当前位置:网站首页>Operation and maintenance specification: process template for online fault handling
Operation and maintenance specification: process template for online fault handling
2022-06-21 23:15:00 【Brother Xing plays with the clouds】
The handling process and documentation when the accident occurs .
Accident handling process
The basic principle of : All means and actions taken during troubleshooting , Business recovery is the highest priority .
Process mechanism
- After the fault is found ,On-Call Of SRE or Operation and maintenance , Fault commander Have the right to convene corresponding business development or other necessary resources , Rapid organization Accident handling team .
- If the problem and recovery process are very clear , Fault commander Still SRE or Operation and maintenance , No transfer , It is up to him to direct everyone to do specific things , Give priority to business recovery .

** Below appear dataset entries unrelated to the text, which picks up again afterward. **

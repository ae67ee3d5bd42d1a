// SPDX-License-Identifier: MIT

//! Structured logging setup.
//!
//! Logs always go to stderr; stdout carries only the timing report and the
//! optional total.

use tracing_subscriber::fmt::format::FmtSpan;
use tracing_subscriber::prelude::*;
use tracing_subscriber::EnvFilter;

/// Environment variable switching log output to JSON.
pub const TRACE_JSON_ENV: &str = "SPINSUM_TRACE_JSON";

/// Installs the global subscriber.
///
/// The filter comes from `RUST_LOG` and defaults to `warn`. Calling this more
/// than once is harmless; later calls leave the first subscriber in place.
pub fn init_tracing() {
    let env_filter =
        EnvFilter::try_from_default_env().unwrap_or_else(|_| EnvFilter::new("warn"));

    let use_json = std::env::var(TRACE_JSON_ENV)
        .map(|v| v == "1" || v == "true")
        .unwrap_or(false);

    let registry = tracing_subscriber::registry().with(env_filter);

    let result = if use_json {
        registry
            .with(
                tracing_subscriber::fmt::layer()
                    .json()
                    .with_writer(std::io::stderr)
                    .with_target(true)
                    .with_thread_names(true)
                    .with_current_span(true),
            )
            .try_init()
    } else {
        registry
            .with(
                tracing_subscriber::fmt::layer()
                    .with_writer(std::io::stderr)
                    .with_target(true)
                    .with_thread_names(true)
                    .with_span_events(FmtSpan::CLOSE)
                    .compact(),
            )
            .try_init()
    };

    if result.is_ok() {
        tracing::debug!(json = use_json, "tracing initialized");
    }
}

#[cfg(test)]
mod tests {
    use super::*;

    #[test]
    fn test_init_is_idempotent() {
        init_tracing();
        init_tracing();
        tracing::info!("still logging after repeated init");
    }
}
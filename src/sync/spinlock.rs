// SPDX-License-Identifier: MIT

use std::cell::UnsafeCell;
use std::hint;
use std::marker::PhantomData;
use std::ops::{Deref, DerefMut};
use std::sync::atomic::{AtomicBool, AtomicU64, AtomicUsize, Ordering};

/// Busy-waiting mutual exclusion lock owning the value it protects.
///
/// Acquisition is a test-and-test-and-set loop: a contender spins on a plain
/// load until the flag looks free, then races with a single
/// `compare_exchange_weak`. Exactly one contender wins each round; the others
/// go back to spinning. The waiting thread is never parked, so the lock is
/// only suitable for short critical sections.
///
/// There is no fairness: a thread may lose every round under contention.
pub struct SpinLock<T> {
    /// `true` while a guard is alive.
    locked: AtomicBool,
    /// Number of threads currently inside the critical section. Anything but
    /// 0 or 1 means the flag failed to exclude.
    holders: AtomicUsize,
    /// Successful acquisitions.
    acquisitions: AtomicU64,
    /// Acquisitions that found the lock held at least once.
    contended: AtomicU64,
    value: UnsafeCell<T>,
}

// SAFETY: access to `value` is serialized by `locked`, so sharing the lock
// only requires the value to be sendable between threads.
unsafe impl<T: Send> Send for SpinLock<T> {}
unsafe impl<T: Send> Sync for SpinLock<T> {}

/// Snapshot of a lock's counters.
#[derive(Debug, Clone, Copy, Default, PartialEq, Eq)]
pub struct LockStats {
    pub acquisitions: u64,
    pub contended: u64,
}

/// RAII guard; the lock is released when the guard is dropped.
///
/// Not `Send`: the guard is released by the thread that acquired it.
pub struct SpinLockGuard<'a, T> {
    lock: &'a SpinLock<T>,
    _not_send: PhantomData<*const ()>,
}

// SAFETY: a shared guard only hands out `&T`, which is sound to share across
// threads exactly when `T: Sync`.
unsafe impl<T: Sync> Sync for SpinLockGuard<'_, T> {}

impl<T> SpinLock<T> {
    pub const fn new(value: T) -> Self {
        SpinLock {
            locked: AtomicBool::new(false),
            holders: AtomicUsize::new(0),
            acquisitions: AtomicU64::new(0),
            contended: AtomicU64::new(0),
            value: UnsafeCell::new(value),
        }
    }

    /// Spins until the lock is acquired.
    pub fn lock(&self) -> SpinLockGuard<'_, T> {
        let mut spun = false;
        while self
            .locked
            .compare_exchange_weak(false, true, Ordering::Acquire, Ordering::Relaxed)
            .is_err()
        {
            spun = true;
            while self.locked.load(Ordering::Relaxed) {
                hint::spin_loop();
            }
        }
        if spun {
            self.contended.fetch_add(1, Ordering::Relaxed);
        }
        self.enter()
    }

    /// Makes a single acquisition attempt without spinning.
    pub fn try_lock(&self) -> Option<SpinLockGuard<'_, T>> {
        self.locked
            .compare_exchange(false, true, Ordering::Acquire, Ordering::Relaxed)
            .ok()
            .map(|_| self.enter())
    }

    /// Returns `true` if some thread currently holds the lock.
    pub fn is_locked(&self) -> bool {
        self.locked.load(Ordering::Relaxed)
    }

    pub fn stats(&self) -> LockStats {
        LockStats {
            acquisitions: self.acquisitions.load(Ordering::Relaxed),
            contended: self.contended.load(Ordering::Relaxed),
        }
    }

    /// Consumes the lock and returns the protected value.
    pub fn into_inner(self) -> T {
        self.value.into_inner()
    }

    fn enter(&self) -> SpinLockGuard<'_, T> {
        let prior = self.holders.fetch_add(1, Ordering::Relaxed);
        if prior != 0 {
            lock_invariant_violated(prior + 1);
        }
        self.acquisitions.fetch_add(1, Ordering::Relaxed);
        SpinLockGuard {
            lock: self,
            _not_send: PhantomData,
        }
    }
}

impl<T: Default> Default for SpinLock<T> {
    fn default() -> Self {
        SpinLock::new(T::default())
    }
}

impl<T> SpinLockGuard<'_, T> {
    /// Releases the lock. Equivalent to dropping the guard.
    pub fn unlock(self) {
        drop(self);
    }
}

impl<T> Deref for SpinLockGuard<'_, T> {
    type Target = T;

    fn deref(&self) -> &T {
        // SAFETY: the guard exists only while `locked` is held by this thread.
        unsafe { &*self.lock.value.get() }
    }
}

impl<T> DerefMut for SpinLockGuard<'_, T> {
    fn deref_mut(&mut self) -> &mut T {
        // SAFETY: as above; the guard is the unique accessor.
        unsafe { &mut *self.lock.value.get() }
    }
}

impl<T> Drop for SpinLockGuard<'_, T> {
    fn drop(&mut self) {
        self.lock.holders.fetch_sub(1, Ordering::Relaxed);
        self.lock.locked.store(false, Ordering::Release);
    }
}

/// Two holders inside one critical section cannot be recovered from: the
/// protected value may already be torn.
#[cold]
fn lock_invariant_violated(holders: usize) -> ! {
    tracing::error!(holders, "spinlock held by more than one thread, aborting");
    std::process::abort();
}
// SPDX-License-Identifier: MIT

//! Concurrent sum of a large array: K worker threads each sum a contiguous
//! range locally and merge their partial sum into one shared total guarded by
//! a busy-waiting spinlock.

pub mod cli;
pub mod error;
pub mod input;
pub mod reduce;
pub mod sync;
pub mod telemetry;
pub mod timing;

pub use error::{Result, SumError};
pub use reduce::{run, Coordinator, PartitionPlan, Reduction, SharedTotal};
pub use sync::SpinLock;
//! Expiry reconciler.
//!
//! An order whose payment window elapses without confirmation is cancelled
//! and its reserved stock restored. The scheduled sweep is the authoritative
//! mechanism; the per-read [`ExpiryService::reconcile`] check is a
//! non-authoritative fast path so a just-fetched order is never shown as
//! still payable. Both converge on a single guarded claim, so concurrent
//! observers expire an order exactly once.

use std::sync::Arc;

use chrono::Utc;
use sea_orm::sea_query::Expr;
use sea_orm::{ColumnTrait, DatabaseConnection, EntityTrait, QueryFilter};
use tokio::task::JoinHandle;
use tracing::{error, info, instrument, warn};

use crate::{
    entities::order::{self, Entity as OrderEntity, OrderStatus, PaymentStatus},
    errors::ServiceError,
    events::{Event, EventSender},
    notifications::{self, NotificationChannel},
    services::{append_history, coupons::CouponService, inventory::InventoryService},
};

#[derive(Clone)]
pub struct ExpiryService {
    db: Arc<DatabaseConnection>,
    inventory: InventoryService,
    coupons: CouponService,
    notifier: Arc<dyn NotificationChannel>,
    event_sender: EventSender,
}

impl ExpiryService {
    pub fn new(
        db: Arc<DatabaseConnection>,
        inventory: InventoryService,
        coupons: CouponService,
        notifier: Arc<dyn NotificationChannel>,
        event_sender: EventSender,
    ) -> Self {
        Self {
            db,
            inventory,
            coupons,
            notifier,
            event_sender,
        }
    }

    /// Attempts to expire an order. The transition
    /// `payment_pending -> cancelled/expired` is claimed with a guarded
    /// update; only the claimant releases inventory, compensates the coupon,
    /// and appends history. Returns whether this call won the claim.
    #[instrument(skip(self, order), fields(order_id = %order.id))]
    pub async fn expire(&self, order: &order::Model) -> Result<bool, ServiceError> {
        let claimed = OrderEntity::update_many()
            .col_expr(
                order::Column::OrderStatus,
                Expr::value(OrderStatus::Cancelled.as_str()),
            )
            .col_expr(
                order::Column::PaymentStatus,
                Expr::value(PaymentStatus::Expired.as_str()),
            )
            .col_expr(order::Column::UpdatedAt, Expr::value(Some(Utc::now())))
            .filter(order::Column::Id.eq(order.id))
            .filter(order::Column::OrderStatus.eq(OrderStatus::PaymentPending.as_str()))
            .filter(order::Column::PaymentStatus.ne(PaymentStatus::Completed.as_str()))
            .exec(&*self.db)
            .await?;

        if claimed.rows_affected == 0 {
            return Ok(false);
        }

        append_history(
            &*self.db,
            order.id,
            OrderStatus::Cancelled.as_str(),
            "Payment window elapsed; order cancelled automatically",
        )
        .await?;

        self.inventory.release_order_best_effort(order.id).await;

        if let Err(e) = self.coupons.compensate(order).await {
            warn!(order_id = %order.id, error = %e, "coupon compensation failed on expiry");
        }

        info!(order_number = %order.order_number, "order expired");
        let _ = self.event_sender.send(Event::OrderExpired(order.id)).await;

        if let Some(updated) = OrderEntity::find_by_id(order.id).one(&*self.db).await? {
            notifications::notify_status_update(self.notifier.as_ref(), &updated).await;
        }

        Ok(true)
    }

    /// Fast path run on every order read: returns the order, expiring it
    /// first when its payment window has passed.
    pub async fn reconcile(&self, order: order::Model) -> Result<order::Model, ServiceError> {
        if !order.is_payment_expired(Utc::now()) {
            return Ok(order);
        }

        self.expire(&order).await?;

        // Reload regardless of who won the claim; the stored state is
        // authoritative either way.
        OrderEntity::find_by_id(order.id)
            .one(&*self.db)
            .await?
            .ok_or_else(|| ServiceError::NotFound(format!("Order {} not found", order.id)))
    }

    /// Authoritative pass over all orders whose window elapsed. Returns the
    /// number of orders this sweep expired.
    #[instrument(skip(self))]
    pub async fn sweep(&self) -> Result<u64, ServiceError> {
        let now = Utc::now();
        let stale = OrderEntity::find()
            .filter(order::Column::OrderStatus.eq(OrderStatus::PaymentPending.as_str()))
            .filter(order::Column::PaymentExpiresAt.lt(now))
            .all(&*self.db)
            .await?;

        let mut expired = 0u64;
        for order in stale {
            match self.expire(&order).await {
                Ok(true) => expired += 1,
                Ok(false) => {}
                Err(e) => {
                    warn!(order_id = %order.id, error = %e, "failed to expire order in sweep")
                }
            }
        }

        if expired > 0 {
            info!(expired, "expiry sweep completed");
        }
        Ok(expired)
    }
}

/// Spawns the periodic expiry sweep.
pub fn spawn_sweeper(service: ExpiryService, interval_secs: u64) -> JoinHandle<()> {
    tokio::spawn(async move {
        let mut interval = tokio::time::interval(std::time::Duration::from_secs(interval_secs));
        interval.set_missed_tick_behavior(tokio::time::MissedTickBehavior::Delay);
        loop {
            interval.tick().await;
            if let Err(e) = service.sweep().await {
                error!(error = %e, "expiry sweep failed");
            }
        }
    })
}
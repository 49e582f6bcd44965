use async_trait::async_trait;
use chrono::{DateTime, Utc};
use sea_orm::entity::prelude::*;
use serde::{Deserialize, Serialize};
use uuid::Uuid;

/// A customer's saved address. Checkout copies one of these into the order as
/// a JSON snapshot; later edits never touch past orders.
#[derive(Clone, Debug, PartialEq, Eq, DeriveEntityModel, Serialize, Deserialize)]
#[sea_orm(table_name = "customer_addresses")]
pub struct Model {
    #[sea_orm(primary_key, auto_increment = false)]
    pub id: Uuid,
    pub customer_id: Uuid,
    pub line1: String,
    #[sea_orm(nullable)]
    pub line2: Option<String>,
    pub city: String,
    pub state: String,
    pub postal_code: String,
    pub country: String,
    #[sea_orm(nullable)]
    pub phone: Option<String>,
    pub created_at: DateTime<Utc>,
}

#[derive(Copy, Clone, Debug, EnumIter, DeriveRelation)]
pub enum Relation {
    #[sea_orm(
        belongs_to = "super::customer::Entity",
        from = "Column::CustomerId",
        to = "super::customer::Column::Id"
    )]
    Customer,
}

impl Related<super::customer::Entity> for Entity {
    fn to() -> RelationDef {
        Relation::Customer.def()
    }
}

#[async_trait]
impl ActiveModelBehavior for ActiveModel {}
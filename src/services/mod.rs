//! Domain services for the order lifecycle.

pub mod checkout;
pub mod coupons;
pub mod expiry;
pub mod inventory;
pub mod order_status;
pub mod payments;

use chrono::Utc;
use sea_orm::{ActiveModelTrait, ConnectionTrait, Set};
use uuid::Uuid;

use crate::entities::order_status_history;
use crate::errors::ServiceError;

/// Appends a row to the order's status history trail.
pub(crate) async fn append_history<C: ConnectionTrait>(
    conn: &C,
    order_id: Uuid,
    status: &str,
    message: impl Into<String>,
) -> Result<(), ServiceError> {
    let entry = order_status_history::ActiveModel {
        id: Set(Uuid::new_v4()),
        order_id: Set(order_id),
        status: Set(status.to_string()),
        message: Set(message.into()),
        created_at: Set(Utc::now()),
    };
    entry.insert(conn).await?;
    Ok(())
}
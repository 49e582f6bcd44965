use async_trait::async_trait;
use chrono::{DateTime, Utc};
use rust_decimal::Decimal;
use sea_orm::entity::prelude::*;
use serde::{Deserialize, Serialize};
use uuid::Uuid;

#[derive(Clone, Debug, PartialEq, Eq, DeriveEntityModel, Serialize, Deserialize)]
#[sea_orm(table_name = "cart_items")]
pub struct Model {
    #[sea_orm(primary_key, auto_increment = false)]
    pub id: Uuid,
    pub cart_id: Uuid,
    pub product_id: Uuid,
    #[sea_orm(nullable)]
    pub variant_name: Option<String>,
    pub quantity: i32,
    #[sea_orm(column_type = "Decimal(Some((19, 4)))")]
    pub unit_price: Decimal,
    pub created_at: DateTime<Utc>,
}

#[derive(Copy, Clone, Debug, EnumIter, DeriveRelation)]
pub enum Relation {
    #[sea_orm(
        belongs_to = "super::cart::Entity",
        from = "Column::CartId",
        to = "super::cart::Column::Id"
    )]
    Cart,
}

impl Related<super::cart::Entity> for Entity {
    fn to() -> RelationDef {
        Relation::Cart.def()
    }
}

#[async_trait]
impl ActiveModelBehavior for ActiveModel {}
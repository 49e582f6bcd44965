use async_trait::async_trait;
use chrono::{DateTime, Utc};
use sea_orm::entity::prelude::*;
use serde::{Deserialize, Serialize};
use uuid::Uuid;

/// One successful redemption of a coupon by a customer on an order. Backs the
/// per-user cap and lets cancellation compensate usage accounting.
#[derive(Clone, Debug, PartialEq, Eq, DeriveEntityModel, Serialize, Deserialize)]
#[sea_orm(table_name = "coupon_redemptions")]
pub struct Model {
    #[sea_orm(primary_key, auto_increment = false)]
    pub id: Uuid,
    pub coupon_id: Uuid,
    pub customer_id: Uuid,
    pub order_id: Uuid,
    pub created_at: DateTime<Utc>,
}

#[derive(Copy, Clone, Debug, EnumIter, DeriveRelation)]
pub enum Relation {
    #[sea_orm(
        belongs_to = "super::coupon::Entity",
        from = "Column::CouponId",
        to = "super::coupon::Column::Id"
    )]
    Coupon,
}

impl Related<super::coupon::Entity> for Entity {
    fn to() -> RelationDef {
        Relation::Coupon.def()
    }
}

#[async_trait]
impl ActiveModelBehavior for ActiveModel {}
#![allow(dead_code)]

use std::sync::atomic::{AtomicBool, AtomicUsize, Ordering};
use std::sync::Arc;
use std::time::Duration;

use async_trait::async_trait;
use axum::Router;
use chrono::{DateTime, Utc};
use rust_decimal::Decimal;
use sea_orm::{ActiveModelTrait, ConnectOptions, Database, DatabaseConnection, Set};
use tokio::sync::mpsc;
use uuid::Uuid;

use storefront_api::{
    app,
    config::AppConfig,
    db,
    entities::{cart, cart_item, coupon, customer, customer_address, inventory_level},
    errors::ServiceError,
    events::{self, EventSender},
    gateway::{PaymentGateway, PaymentIntent},
    handlers::AppServices,
    notifications::LogNotifier,
    services::{
        checkout::CheckoutService, coupons::CouponService, expiry::ExpiryService,
        inventory::InventoryService, order_status::OrderStatusService, payments::PaymentService,
    },
    AppState,
};

pub const GATEWAY_SECRET: &str = "test_key_secret";
pub const WEBHOOK_SECRET: &str = "test_webhook_secret";

/// Gateway double. Counts intents and can be flipped into a failure mode.
pub struct FakeGateway {
    calls: AtomicUsize,
    fail: AtomicBool,
}

impl FakeGateway {
    pub fn new() -> Self {
        Self {
            calls: AtomicUsize::new(0),
            fail: AtomicBool::new(false),
        }
    }

    pub fn intent_count(&self) -> usize {
        self.calls.load(Ordering::SeqCst)
    }

    pub fn set_failing(&self, failing: bool) {
        self.fail.store(failing, Ordering::SeqCst);
    }
}

#[async_trait]
impl PaymentGateway for FakeGateway {
    async fn create_intent(
        &self,
        _amount_minor: i64,
        _currency: &str,
        _receipt: &str,
    ) -> Result<PaymentIntent, ServiceError> {
        if self.fail.load(Ordering::SeqCst) {
            return Err(ServiceError::PaymentInitiationFailed(
                "gateway unavailable".to_string(),
            ));
        }
        let n = self.calls.fetch_add(1, Ordering::SeqCst) + 1;
        Ok(PaymentIntent {
            intent_id: format!("intent_{n}"),
        })
    }
}

/// Test application backed by an in-memory SQLite database. A single pooled
/// connection keeps every query on the same in-memory instance.
pub struct TestApp {
    pub state: AppState,
    pub db: Arc<DatabaseConnection>,
    pub gateway: Arc<FakeGateway>,
    _event_task: tokio::task::JoinHandle<()>,
}

impl TestApp {
    pub async fn new() -> Self {
        let mut opts = ConnectOptions::new("sqlite::memory:".to_string());
        opts.max_connections(1)
            .min_connections(1)
            .connect_timeout(Duration::from_secs(5))
            .sqlx_logging(false);
        let pool = Database::connect(opts)
            .await
            .expect("failed to create test database");
        db::run_migrations(&pool)
            .await
            .expect("failed to run migrations in tests");

        let db_arc = Arc::new(pool);
        let (event_tx, event_rx) = mpsc::channel(256);
        let event_sender = EventSender::new(event_tx);
        let event_task = tokio::spawn(events::process_events(event_rx));

        let cfg = AppConfig::new(
            "sqlite::memory:".to_string(),
            "127.0.0.1".to_string(),
            18_080,
            "test".to_string(),
        );

        let gateway = Arc::new(FakeGateway::new());
        let notifier = Arc::new(LogNotifier);

        let inventory = InventoryService::new(db_arc.clone(), event_sender.clone());
        let coupons = CouponService::new(db_arc.clone());
        let expiry = ExpiryService::new(
            db_arc.clone(),
            inventory.clone(),
            coupons.clone(),
            notifier.clone(),
            event_sender.clone(),
        );
        let checkout = CheckoutService::new(
            db_arc.clone(),
            inventory.clone(),
            coupons.clone(),
            gateway.clone(),
            notifier.clone(),
            event_sender.clone(),
            cfg.checkout.clone(),
        );
        let payments = PaymentService::new(
            db_arc.clone(),
            inventory.clone(),
            gateway.clone(),
            notifier.clone(),
            event_sender.clone(),
            expiry.clone(),
            GATEWAY_SECRET.to_string(),
            WEBHOOK_SECRET.to_string(),
        );
        let order_status = OrderStatusService::new(
            db_arc.clone(),
            inventory.clone(),
            coupons.clone(),
            notifier.clone(),
            event_sender.clone(),
        );

        let state = AppState {
            db: db_arc.clone(),
            config: cfg,
            event_sender,
            services: AppServices {
                checkout,
                inventory,
                coupons,
                payments,
                order_status,
                expiry,
            },
        };

        Self {
            state,
            db: db_arc,
            gateway,
            _event_task: event_task,
        }
    }

    pub fn router(&self) -> Router {
        app(self.state.clone())
    }

    pub fn services(&self) -> &AppServices {
        &self.state.services
    }
}

/// Signs a webhook body the way the gateway does.
pub fn sign_webhook(body: &[u8]) -> String {
    use hmac::{Hmac, Mac};
    let mut mac = <Hmac<sha2::Sha256> as Mac>::new_from_slice(WEBHOOK_SECRET.as_bytes())
        .expect("hmac accepts any key length");
    mac.update(body);
    hex::encode(mac.finalize().into_bytes())
}

pub async fn seed_customer(db: &DatabaseConnection, registered_at: DateTime<Utc>) -> Uuid {
    let id = Uuid::new_v4();
    customer::ActiveModel {
        id: Set(id),
        email: Set(format!("{id}@example.com")),
        name: Set("Test Customer".to_string()),
        created_at: Set(registered_at),
    }
    .insert(db)
    .await
    .expect("seed customer");
    id
}

pub async fn seed_address(db: &DatabaseConnection, customer_id: Uuid) -> Uuid {
    let id = Uuid::new_v4();
    customer_address::ActiveModel {
        id: Set(id),
        customer_id: Set(customer_id),
        line1: Set("42 Test Lane".to_string()),
        line2: Set(None),
        city: Set("Bengaluru".to_string()),
        state: Set("KA".to_string()),
        postal_code: Set("560001".to_string()),
        country: Set("IN".to_string()),
        phone: Set(Some("9999999999".to_string())),
        created_at: Set(Utc::now()),
    }
    .insert(db)
    .await
    .expect("seed address");
    id
}

pub async fn seed_inventory(
    db: &DatabaseConnection,
    product_id: Uuid,
    variant_name: &str,
    stock: i32,
) {
    inventory_level::ActiveModel {
        id: Set(Uuid::new_v4()),
        product_id: Set(product_id),
        variant_name: Set(variant_name.to_string()),
        stock: Set(stock),
        created_at: Set(Utc::now()),
        updated_at: Set(None),
    }
    .insert(db)
    .await
    .expect("seed inventory");
}

pub async fn seed_cart(db: &DatabaseConnection, customer_id: Uuid) -> Uuid {
    let id = Uuid::new_v4();
    cart::ActiveModel {
        id: Set(id),
        customer_id: Set(customer_id),
        status: Set(cart::CartStatus::Active.as_str().to_string()),
        created_at: Set(Utc::now()),
        updated_at: Set(None),
    }
    .insert(db)
    .await
    .expect("seed cart");
    id
}

pub async fn seed_cart_item(
    db: &DatabaseConnection,
    cart_id: Uuid,
    product_id: Uuid,
    variant_name: Option<&str>,
    quantity: i32,
    unit_price: Decimal,
) {
    cart_item::ActiveModel {
        id: Set(Uuid::new_v4()),
        cart_id: Set(cart_id),
        product_id: Set(product_id),
        variant_name: Set(variant_name.map(|v| v.to_string())),
        quantity: Set(quantity),
        unit_price: Set(unit_price),
        created_at: Set(Utc::now()),
    }
    .insert(db)
    .await
    .expect("seed cart item");
}

pub struct CouponSeed {
    pub code: String,
    pub discount_type: coupon::DiscountType,
    pub discount_value: Decimal,
    pub min_order_amount: Decimal,
    pub max_discount_amount: Option<Decimal>,
    pub usage_limit: i32,
    pub user_limit: i32,
    pub coupon_type: coupon::CouponType,
    pub user_ids: Option<Vec<Uuid>>,
    pub product_ids: Option<Vec<Uuid>>,
    pub registered_after: Option<DateTime<Utc>>,
    pub is_active: bool,
}

impl CouponSeed {
    pub fn flat(code: &str, value: Decimal) -> Self {
        Self {
            code: code.to_string(),
            discount_type: coupon::DiscountType::Fixed,
            discount_value: value,
            min_order_amount: Decimal::ZERO,
            max_discount_amount: None,
            usage_limit: 0,
            user_limit: 1,
            coupon_type: coupon::CouponType::All,
            user_ids: None,
            product_ids: None,
            registered_after: None,
            is_active: true,
        }
    }

    pub fn percentage(code: &str, value: Decimal, cap: Option<Decimal>) -> Self {
        Self {
            discount_type: coupon::DiscountType::Percentage,
            max_discount_amount: cap,
            ..Self::flat(code, value)
        }
    }
}

pub async fn seed_coupon(db: &DatabaseConnection, seed: CouponSeed) -> Uuid {
    let id = Uuid::new_v4();
    let now = Utc::now();
    coupon::ActiveModel {
        id: Set(id),
        code: Set(seed.code.to_uppercase()),
        discount_type: Set(seed.discount_type.as_str().to_string()),
        discount_value: Set(seed.discount_value),
        min_order_amount: Set(seed.min_order_amount),
        max_discount_amount: Set(seed.max_discount_amount),
        start_date: Set(now - chrono::Duration::days(1)),
        end_date: Set(now + chrono::Duration::days(30)),
        usage_limit: Set(seed.usage_limit),
        usage_count: Set(0),
        user_limit: Set(seed.user_limit),
        coupon_type: Set(seed.coupon_type.as_str().to_string()),
        user_ids: Set(seed
            .user_ids
            .map(|ids| serde_json::json!(ids.iter().map(|u| u.to_string()).collect::<Vec<_>>()))),
        product_ids: Set(seed
            .product_ids
            .map(|ids| serde_json::json!(ids.iter().map(|u| u.to_string()).collect::<Vec<_>>()))),
        registered_after: Set(seed.registered_after),
        is_active: Set(seed.is_active),
        created_at: Set(now),
        updated_at: Set(None),
    }
    .insert(db)
    .await
    .expect("seed coupon");
    id
}
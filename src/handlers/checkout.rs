use axum::{extract::State, response::IntoResponse, Json};

use crate::{
    errors::ServiceError,
    handlers::common::{created_response, validate_input},
    services::checkout::PlaceOrderRequest,
    ApiResponse, AppState,
};

/// POST /api/v1/checkout
///
/// Converts the customer's active cart into a pending order. For online
/// payment the response carries the gateway intent id the client completes
/// payment against.
pub async fn place_order(
    State(state): State<AppState>,
    Json(request): Json<PlaceOrderRequest>,
) -> Result<impl IntoResponse, ServiceError> {
    validate_input(&request)?;
    let order = state.services.checkout.place_order(request).await?;
    Ok(created_response(ApiResponse::success(order)))
}
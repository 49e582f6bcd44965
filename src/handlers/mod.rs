pub mod checkout;
pub mod common;
pub mod health;
pub mod orders;
pub mod payments;

use crate::services::{
    checkout::CheckoutService, coupons::CouponService, expiry::ExpiryService,
    inventory::InventoryService, order_status::OrderStatusService, payments::PaymentService,
};

/// Service bundle shared across handlers through `AppState`.
#[derive(Clone)]
pub struct AppServices {
    pub checkout: CheckoutService,
    pub inventory: InventoryService,
    pub coupons: CouponService,
    pub payments: PaymentService,
    pub order_status: OrderStatusService,
    pub expiry: ExpiryService,
}
use serde::{Deserialize, Serialize};
use tokio::sync::mpsc;
use tracing::info;
use uuid::Uuid;

/// Events emitted by the order lifecycle. Delivery is best-effort; nothing in
/// the request path depends on an event being observed.
#[derive(Debug, Clone, Serialize, Deserialize)]
pub enum Event {
    OrderCreated(Uuid),
    OrderCancelled(Uuid),
    OrderExpired(Uuid),
    OrderStatusChanged {
        order_id: Uuid,
        old_status: String,
        new_status: String,
    },
    PaymentCaptured {
        order_id: Uuid,
        gateway_payment_id: String,
    },
    PaymentFailed(Uuid),
    PaymentIntentReissued {
        order_id: Uuid,
        gateway_intent_id: String,
    },
    InventoryReserved {
        order_id: Uuid,
        product_id: Uuid,
        quantity: i32,
    },
    InventoryReleased(Uuid),
    InventoryCommitted(Uuid),
    CouponRedeemed {
        code: String,
        order_id: Uuid,
    },
}

#[derive(Debug, Clone)]
pub struct EventSender {
    sender: mpsc::Sender<Event>,
}

impl EventSender {
    pub fn new(sender: mpsc::Sender<Event>) -> Self {
        Self { sender }
    }

    /// Sends an event asynchronously.
    pub async fn send(&self, event: Event) -> Result<(), String> {
        self.sender
            .send(event)
            .await
            .map_err(|e| format!("Failed to send event: {e}"))
    }
}

/// Drains the event channel, logging each event. Spawned from `main`.
pub async fn process_events(mut rx: mpsc::Receiver<Event>) {
    while let Some(event) = rx.recv().await {
        info!(?event, "event");
    }
}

- If the problem is difficult , It's a big influence , At this time SRE A higher level supervisor can be asked to intervene , such as SRE Supervisor or director, etc , The general principle is who's business is most affected , Who will lead the organization . At this time SRE To put Fault commander Transfer responsibility to higher-level supervisors , If it is the influence of the whole station , Technology if necessary VP or CTO Can also bear Fault commander duty , Or authorize a director to undertake .
- After the problem is solved , Functional verification is required .
Detailed flow chart
```sequence
OnCall Operation and maintenance -> fault : Find fault
OnCall Operation and maintenance ->OnCall Operation and maintenance : Preliminary analysis of fault causes
OnCall Operation and maintenance -> Accident handling team : Gather business development or other necessary resources
Accident handling team -> Accident handling team : Accident feedback (10-15 Minutes at a time )
Accident handling team -> Accident handling : Accident investigation
OnCall Operation and maintenance --> senior executive : The problem is difficult , It's a big influence , Accident escalation
senior executive --> Accident handling team : Full control , Proceed to the next step of negotiation
Accident handling -> Accident handling : Recent releases
Accident handling -> Accident handling : Services and infrastructure
Accident handling -> Accident handling : Solve the problem
Accident handling -> Accident handling team : Investigation record
fault -> Accident recovery : Perform recovery verification
Accident recovery -> Accident handling team : Notification of recovery results
OnCall Operation and maintenance -> Post event summary : Organize the fault recovery meeting
Note right of Post event summary : Summarize the reasons , solve the problem
Post event summary -> Accident handling team : Output meeting summary , Fault report
```
COPYAccident business phenomenon
Who reports what problems at what time , Try to be as detailed as possible , Like equipment id, user id etc.
Frequency of accidents
Episodic or Must appear
Accident recurrence method
Convenient for everyone to reproduce .
Accident time flow record
Record before the accident in the form of event time flow , Operation records in the accident
notes : Time can be accurate
Recorder : ( To be recorded by a designated person )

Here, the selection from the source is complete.